● What you are asked to do
Lines from the line with "them into a single" to the line with "pub(crate) fn new()" in the entries below, and only those, must be output exactly, with both ends included.

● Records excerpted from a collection
╭──
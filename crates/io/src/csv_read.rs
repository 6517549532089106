//! Low-level CSV reading: header lookup and cell parsing.

use std::fs::File;
use std::path::Path;

use chrono::{NaiveDate, NaiveDateTime};
use csv::StringRecord;

use crate::error::IoError;

/// Date-time layouts accepted for simulation timestamps, tried in order.
const DATETIME_FORMATS: [&str; 4] = [
    "%Y-%m-%d %H:%M:%S",
    "%Y-%m-%dT%H:%M:%S",
    "%Y-%m-%d %H:%M",
    "%Y-%m-%dT%H:%M",
];

const DATE_FORMAT: &str = "%Y-%m-%d";

/// Opens a headed CSV file.
///
/// # Errors
///
/// Returns [`IoError::FileNotFound`] if `path` does not exist, or
/// [`IoError::Csv`] if the header cannot be read.
pub(crate) fn open(path: &Path) -> Result<(csv::Reader<File>, StringRecord), IoError> {
    if !path.exists() {
        return Err(IoError::FileNotFound {
            path: path.to_path_buf(),
        });
    }
    let mut reader = csv::ReaderBuilder::new()
        .has_headers(true)
        .trim(csv::Trim::All)
        .flexible(true)
        .from_path(path)?;
    let headers = reader.headers()?.clone();
    Ok((reader, headers))
}

/// Index of the first of `candidates` present in `headers`.
pub(crate) fn find_column(
    headers: &StringRecord,
    candidates: &[String],
    path: &Path,
) -> Result<usize, IoError> {
    candidates
        .iter()
        .find_map(|name| headers.iter().position(|h| h == name))
        .ok_or_else(|| IoError::MissingColumn {
            candidates: candidates.to_vec(),
            path: path.to_path_buf(),
        })
}

/// Parses an ISO calendar date, ignoring any time part.
pub(crate) fn parse_date(s: &str) -> Result<NaiveDate, String> {
    let head = s.get(..10).unwrap_or(s);
    NaiveDate::parse_from_str(head, DATE_FORMAT).map_err(|e| format!("invalid date '{s}': {e}"))
}

/// Parses a timestamp; a bare date means midnight.
pub(crate) fn parse_timestamp(s: &str) -> Result<NaiveDateTime, String> {
    for fmt in DATETIME_FORMATS {
        if let Ok(t) = NaiveDateTime::parse_from_str(s, fmt) {
            return Ok(t);
        }
    }
    NaiveDate::parse_from_str(s, DATE_FORMAT)
        .ok()
        .and_then(|d| d.and_hms_opt(0, 0, 0))
        .ok_or_else(|| format!("invalid timestamp '{s}'"))
}

/// Parses a discharge cell. An empty cell is `None`.
pub(crate) fn parse_value(s: &str) -> Result<Option<f64>, String> {
    if s.is_empty() {
        return Ok(None);
    }
    s.parse::<f64>()
        .map(Some)
        .map_err(|_| format!("invalid value '{s}'"))
}
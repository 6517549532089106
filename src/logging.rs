use tracing_subscriber::EnvFilter;

/// All workspace crate targets that should receive log output.
const CRATE_TARGETS: &[&str] = &[
    "hydrobias",
    "hydrobias_crossval",
    "hydrobias_io",
    "hydrobias_metrics",
    "hydrobias_quantile_map",
    "hydrobias_series",
    "hydrobias_stats",
];

/// Initialize tracing based on CLI verbosity level.
///
/// Mapping:
/// - 0 (none) -> warn
/// - 1 (-v)   -> info
/// - 2 (-vv)  -> debug
/// - 3+ (-vvv)-> trace
///
/// `RUST_LOG` env var overrides the CLI flag if set.
pub fn init(verbosity: u8) {
    let level = match verbosity {
        0 => "warn",
        1 => "info",
        2 => "debug",
        _ => "trace",
    };

    let default_filter: String = CRATE_TARGETS
        .iter()
        .map(|t| format!("{t}={level}"))
        .collect::<Vec<_>>()
        .join(",");

    let filter =
        EnvFilter::try_from_default_env().unwrap_or_else(|_| EnvFilter::new(default_filter));

    tracing_subscriber::fmt()
        .with_env_filter(filter)
        .with_writer(std::io::stderr)
        .init();
}
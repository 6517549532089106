use approx::assert_relative_eq;
use chrono::{Datelike, NaiveDate, NaiveDateTime};
use hydrobias_series::{AlignConfig, MonthRange, Observation, SimulatedValue, YearRange, align};

// ---------------------------------------------------------------------------
// Helpers
// ---------------------------------------------------------------------------

fn date(y: i32, m: u32, d: u32) -> NaiveDate {
    NaiveDate::from_ymd_opt(y, m, d).unwrap()
}

/// Daily observations from `start` for `n` days with a smooth seasonal shape.
fn observations(start: NaiveDate, n: usize) -> Vec<Observation> {
    start
        .iter_days()
        .take(n)
        .enumerate()
        .map(|(i, d)| Observation::new(d, Some(10.0 + (i % 50) as f64)))
        .collect()
}

/// Six-hourly simulated samples covering the same period, shifted one day
/// later and scaled by 1.5.
fn simulations(start: NaiveDate, n: usize) -> Vec<SimulatedValue> {
    let mut out = Vec::new();
    for (i, d) in start.iter_days().skip(1).take(n).enumerate() {
        for h in [0, 6, 12, 18] {
            let ts: NaiveDateTime = d.and_hms_opt(h, 0, 0).unwrap();
            out.push(SimulatedValue::new(ts, 1.5 * (10.0 + (i % 50) as f64)));
        }
    }
    out
}

// ---------------------------------------------------------------------------
// 1. subdaily_samples_collapse_to_daily_pairs
// ---------------------------------------------------------------------------
#[test]
fn subdaily_samples_collapse_to_daily_pairs() {
    let start = date(1985, 5, 1);
    let obs = observations(start, 30);
    let sim = simulations(start, 30);

    let series = align(&obs, &sim, &AlignConfig::new()).unwrap();
    assert_eq!(series.len(), 30);
    for r in series.records() {
        assert_relative_eq!(r.sim - 0.01, 1.5 * (r.obs - 0.01), epsilon = 1e-9);
    }
}

// ---------------------------------------------------------------------------
// 2. alignment_is_deterministic
// ---------------------------------------------------------------------------
#[test]
fn alignment_is_deterministic() {
    let start = date(1980, 1, 1);
    let obs = observations(start, 800);
    let sim = simulations(start, 800);
    let config = AlignConfig::new().with_season(MonthRange::new(5, 10).unwrap());

    let a = align(&obs, &sim, &config).unwrap();
    let b = align(&obs, &sim, &config).unwrap();
    assert_eq!(a, b);
}

// ---------------------------------------------------------------------------
// 3. filters_restrict_years_and_months
// ---------------------------------------------------------------------------
#[test]
fn filters_restrict_years_and_months() {
    let start = date(1978, 1, 1);
    let obs = observations(start, 365 * 4);
    let sim = simulations(start, 365 * 4);
    let config = AlignConfig::new()
        .with_years(YearRange::new(1979, 1980).unwrap())
        .with_season(MonthRange::new(5, 10).unwrap());

    let series = align(&obs, &sim, &config).unwrap();
    assert!(!series.is_empty());
    for d in series.dates() {
        assert!((1979..=1980).contains(&d.year()));
        assert!((5..=10).contains(&d.month()));
    }
    assert_eq!(series.years(), vec![1979, 1980]);
    // May through October holds 184 days.
    assert_eq!(series.year_counts()[&1979], 184);
}

// ---------------------------------------------------------------------------
// 4. epsilon_keeps_zero_flows_positive
// ---------------------------------------------------------------------------
#[test]
fn epsilon_keeps_zero_flows_positive() {
    let d = date(1990, 7, 1);
    let obs = vec![Observation::new(d, Some(0.0))];
    let sim = vec![SimulatedValue::new(
        d.succ_opt().unwrap().and_hms_opt(0, 0, 0).unwrap(),
        0.0,
    )];
    let series = align(&obs, &sim, &AlignConfig::new().with_epsilon(0.5)).unwrap();
    let r = series.records()[0];
    assert_relative_eq!(r.obs, 0.5);
    assert_relative_eq!(r.sim, 0.5);
}

// ---------------------------------------------------------------------------
// 5. zero_offset_joins_same_day
// ---------------------------------------------------------------------------
#[test]
fn zero_offset_joins_same_day() {
    let d = date(1990, 7, 1);
    let obs = vec![Observation::new(d, Some(3.0))];
    let sim = vec![SimulatedValue::new(d.and_hms_opt(12, 0, 0).unwrap(), 4.0)];
    let series = align(&obs, &sim, &AlignConfig::new().with_sim_day_offset(0)).unwrap();
    assert_eq!(series.len(), 1);
}
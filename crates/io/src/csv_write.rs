//! Low-level CSV row formatting.

use std::fs::File;
use std::path::Path;

use hydrobias_metrics::Metrics;

use crate::error::IoError;

/// Creates a CSV writer at `path`, creating parent directories as needed.
pub(crate) fn create(path: &Path) -> Result<csv::Writer<File>, IoError> {
    if let Some(parent) = path.parent()
        && !parent.as_os_str().is_empty()
    {
        std::fs::create_dir_all(parent)?;
    }
    Ok(csv::Writer::from_path(path)?)
}

/// Formats an optional value; missing is the empty cell.
pub(crate) fn cell(value: Option<f64>) -> String {
    value.map(|v| v.to_string()).unwrap_or_default()
}

/// The metric cells of a row, in [`Metrics::NAMES`] order.
pub(crate) fn metric_cells(metrics: &Metrics) -> impl Iterator<Item = String> {
    metrics.values().into_iter().map(cell)
}
//! Error types for the hydrobias-quantile-map crate.

/// Error type for all fallible operations in the hydrobias-quantile-map crate.
#[derive(Debug, Clone, PartialEq, thiserror::Error)]
pub enum QuantileMapError {
    /// Returned when input data is empty.
    #[error("input data is empty")]
    EmptyData,

    /// Returned when value and date slices differ in length.
    #[error("length mismatch: {what} has {got} elements, expected {expected}")]
    LengthMismatch {
        /// Which input is mismatched.
        what: &'static str,
        /// Expected length.
        expected: usize,
        /// Actual length.
        got: usize,
    },

    /// Returned when a value is NaN or infinite.
    #[error("non-finite value {value} at index {index}")]
    NonFiniteValue {
        /// Position in the input slice.
        index: usize,
        /// The offending value.
        value: f64,
    },

    /// Returned when multiplicative mapping meets a value that is not `> 0`.
    #[error("non-positive value {value} at index {index} (multiplicative mapping needs > 0)")]
    NonPositiveValue {
        /// Position in the input slice.
        index: usize,
        /// The offending value.
        value: f64,
    },

    /// Returned when a configuration parameter is invalid.
    #[error("invalid configuration: {reason}")]
    InvalidConfig {
        /// Description of the problem.
        reason: String,
    },

    /// Returned when a seasonal group has some training data but fewer
    /// points than quantile anchors.
    #[error("group {group} has {n} training value(s), at least {required} required")]
    InsufficientGroupData {
        /// Group key (day-of-year or month).
        group: u16,
        /// Number of training values in the group.
        n: usize,
        /// Required number (the quantile count).
        required: usize,
    },

    /// Returned when a value to adjust falls in a group the model never saw.
    #[error("group {group} was not trained")]
    UntrainedGroup {
        /// Group key (day-of-year or month).
        group: u16,
    },

    /// Returned when a persisted model has an unknown format version.
    #[error("unsupported model format version {found} (expected {expected})")]
    UnsupportedFormat {
        /// Version found in the document.
        found: u32,
        /// Version this build reads.
        expected: u32,
    },

    /// Returned when model (de)serialization fails.
    #[error("model serialization failed: {reason}")]
    Serialization {
        /// Description of the failure.
        reason: String,
    },
}

#[cfg(test)]
mod tests {
    use super::*;

    #[test]
    fn error_empty_data() {
        let e = QuantileMapError::EmptyData;
        assert_eq!(e.to_string(), "input data is empty");
    }

    #[test]
    fn error_length_mismatch() {
        let e = QuantileMapError::LengthMismatch {
            what: "dates",
            expected: 100,
            got: 99,
        };
        assert_eq!(
            e.to_string(),
            "length mismatch: dates has 99 elements, expected 100"
        );
    }

    #[test]
    fn error_non_positive() {
        let e = QuantileMapError::NonPositiveValue {
            index: 3,
            value: 0.0,
        };
        assert_eq!(
            e.to_string(),
            "non-positive value 0 at index 3 (multiplicative mapping needs > 0)"
        );
    }

    #[test]
    fn error_insufficient_group_data() {
        let e = QuantileMapError::InsufficientGroupData {
            group: 152,
            n: 4,
            required: 10,
        };
        assert_eq!(
            e.to_string(),
            "group 152 has 4 training value(s), at least 10 required"
        );
    }

    #[test]
    fn error_untrained_group() {
        let e = QuantileMapError::UntrainedGroup { group: 12 };
        assert_eq!(e.to_string(), "group 12 was not trained");
    }

    #[test]
    fn error_unsupported_format() {
        let e = QuantileMapError::UnsupportedFormat {
            found: 7,
            expected: 1,
        };
        assert_eq!(
            e.to_string(),
            "unsupported model format version 7 (expected 1)"
        );
    }

    #[test]
    fn error_is_std_error() {
        fn assert_impl<T: std::error::Error>() {}
        assert_impl::<QuantileMapError>();
    }

    #[test]
    fn error_is_send_and_sync() {
        fn assert_impl<T: Send + Sync>() {}
        assert_impl::<QuantileMapError>();
    }
}
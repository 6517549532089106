//! Accumulated row-level validation.
//!
//! Provides [`ValidationCollector`] for gathering every unparseable row of a
//! gauge file into a single [`IoError::Validation`].

use crate::error::IoError;

/// Number of messages kept verbatim in the error details.
const MAX_DETAILS: usize = 10;

/// Accumulates validation errors and converts them into a single
/// [`IoError::Validation`].
///
/// Create a collector, push zero or more error messages, then call
/// [`finish`](Self::finish) to obtain `Ok(())` when everything is valid or a
/// single `Err` that summarises every violation.
pub(crate) struct ValidationCollector {
    errors: Vec<String>,
}

impl ValidationCollector {
    /// Create an empty collector.
    pub(crate) fn new() -> Self {
        Self { errors: Vec::new() }
    }

    /// Record one validation error.
    pub(crate) fn push(&mut self, msg: impl Into<String>) {
        self.errors.push(msg.into());
    }

    /// Returns the number of recorded errors.
    #[cfg(test)]
    pub(crate) fn len(&self) -> usize {
        self.errors.len()
    }

    /// Consume the collector and return `Ok(())` if no errors were recorded,
    /// or `Err(IoError::Validation { count, details })` otherwise.
    ///
    /// `details` joins the first messages with `"; "`.
    pub(crate) fn finish(self) -> Result<(), IoError> {
        if self.errors.is_empty() {
            return Ok(());
        }
        let count = self.errors.len();
        let mut details = self
            .errors
            .into_iter()
            .take(MAX_DETAILS)
            .collect::<Vec<_>>()
            .join("; ");
        if count > MAX_DETAILS {
            details.push_str(&format!("; and {} more", count - MAX_DETAILS));
        }
        Err(IoError::Validation { count, details })
    }
}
╰──
● Your solution
/// Accumulates validation errors and converts them into a single
/// [`IoError::Validation`].
///
/// Create a collector, push zero or more error messages, then call
/// [`finish`](Self::finish) to obtain `Ok(())` when everything is valid or a
/// single `Err` that summarises every violation.
pub(crate) struct ValidationCollector {
    errors: Vec<String>,
}

impl ValidationCollector {
    /// Create an empty collector.
    pub(crate) fn new() -> Self {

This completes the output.